TASK STATEMENT | Read through the listing below and return only the lines containing "Some".

EXTRACTED INFORMATION |
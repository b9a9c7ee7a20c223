use xhswatch_core::{Candidate, RunContext};

/// Character budget for the description line.
pub const DESCRIPTION_LIMIT: usize = 220;

const FOOTER_HINT: &str = "在 Telegram 中打开链接即可跳转到小红书查看原帖";

/// Notification body for one candidate: non-empty lines in a fixed order,
/// with absent optional fields omitting their line entirely.
pub fn compose_message(candidate: &Candidate) -> String {
    let mut lines: Vec<String> = Vec::with_capacity(6);

    lines.push(candidate.title.clone());

    if let Some(description) = candidate.description.as_deref() {
        let compacted = compact(description);
        if !compacted.is_empty() {
            lines.push(truncate(&compacted, DESCRIPTION_LIMIT));
        }
    }

    if let Some(author) = candidate.author.as_deref() {
        lines.push(format!("Author: {author}"));
    }

    if let Some(published_at) = candidate.published_at {
        lines.push(format!(
            "发布时间 (UTC): {}",
            published_at.format("%Y-%m-%d %H:%M")
        ));
    }

    lines.push(candidate.url.clone());
    lines.push(FOOTER_HINT.to_string());

    lines.join("\n")
}

/// The "nothing new" heartbeat sent when a run delivers no candidates.
pub fn sentinel_message(keywords: &[String]) -> String {
    if keywords.is_empty() {
        "XHS watch: no new posts matched the filters this run".to_string()
    } else {
        format!(
            "XHS watch: no new posts for [{}] in the last {} days",
            keywords.join(", "),
            RunContext::RECENCY_DAYS
        )
    }
}

fn compact(text: &str) -> String {
    text.split_whitespace().collect::<Vec<_>>().join(" ")
}

fn truncate(text: &str, limit: usize) -> String {
    if text.chars().count() <= limit {
        return text.to_string();
    }
    let mut truncated: String = text.chars().take(limit).collect();
    truncated.push('…');
    truncated
}

#[cfg(test)]
mod tests {
    use super::*;
    use crate::testutil::candidate;
    use chrono::{TimeZone, Utc};

    #[test]
    fn test_full_candidate_renders_all_lines_in_order() {
        let mut full = candidate("abc");
        full.description = Some("  a   description\nwith   noise  ".to_string());
        full.author = Some("alice".to_string());
        full.published_at = Some(Utc.with_ymd_and_hms(2024, 5, 1, 10, 30, 0).unwrap());

        let message = compose_message(&full);
        let lines: Vec<&str> = message.lines().collect();
        assert_eq!(
            lines,
            vec![
                "title abc",
                "a description with noise",
                "Author: alice",
                "发布时间 (UTC): 2024-05-01 10:30",
                "https://www.xiaohongshu.com/explore/abc",
                "在 Telegram 中打开链接即可跳转到小红书查看原帖",
            ]
        );
    }

    #[test]
    fn test_absent_fields_omit_their_lines() {
        let mut minimal = candidate("abc");
        minimal.published_at = None;

        let message = compose_message(&minimal);
        let lines: Vec<&str> = message.lines().collect();
        assert_eq!(
            lines,
            vec![
                "title abc",
                "https://www.xiaohongshu.com/explore/abc",
                "在 Telegram 中打开链接即可跳转到小红书查看原帖",
            ]
        );
    }

    #[test]
    fn test_long_description_is_truncated_with_ellipsis() {
        let mut noisy = candidate("abc");
        noisy.description = Some("x".repeat(300));

        let message = compose_message(&noisy);
        let description_line = message.lines().nth(1).unwrap();
        assert_eq!(description_line.chars().count(), DESCRIPTION_LIMIT + 1);
        assert!(description_line.ends_with('…'));
    }

    #[test]
    fn test_truncation_is_char_boundary_safe() {
        let mut noisy = candidate("abc");
        noisy.description = Some("红".repeat(300));

        let message = compose_message(&noisy);
        let description_line = message.lines().nth(1).unwrap();
        assert_eq!(description_line.chars().count(), DESCRIPTION_LIMIT + 1);
    }

    #[test]
    fn test_description_at_limit_is_untouched() {
        let mut exact = candidate("abc");
        exact.description = Some("y".repeat(DESCRIPTION_LIMIT));

        let message = compose_message(&exact);
        let description_line = message.lines().nth(1).unwrap();
        assert_eq!(description_line.chars().count(), DESCRIPTION_LIMIT);
        assert!(!description_line.contains('…'));
    }

    #[test]
    fn test_whitespace_only_description_is_omitted() {
        let mut blank = candidate("abc");
        blank.description = Some(" \n\t ".to_string());
        blank.published_at = None;

        let message = compose_message(&blank);
        assert_eq!(message.lines().count(), 3);
    }

    #[test]
    fn test_sentinel_message_names_keywords_and_window() {
        let message = sentinel_message(&["rust".to_string(), "tokio".to_string()]);
        assert!(message.contains("[rust, tokio]"));
        assert!(message.contains("14 days"));
    }
}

OUTPUT OF THE TASK |
    if let Some(description) = candidate.description.as_deref() {
    if let Some(author) = candidate.author.as_deref() {
    if let Some(published_at) = candidate.published_at {
        full.description = Some("  a   description\nwith   noise  ".to_string());
        full.author = Some("alice".to_string());
        full.published_at = Some(Utc.with_ymd_and_hms(2024, 5, 1, 10, 30, 0).unwrap());
        noisy.description = Some("x".repeat(300));
        noisy.description = Some("红".repeat(300));
        exact.description = Some("y".repeat(DESCRIPTION_LIMIT));
        blank.description = Some(" \n\t ".to_string());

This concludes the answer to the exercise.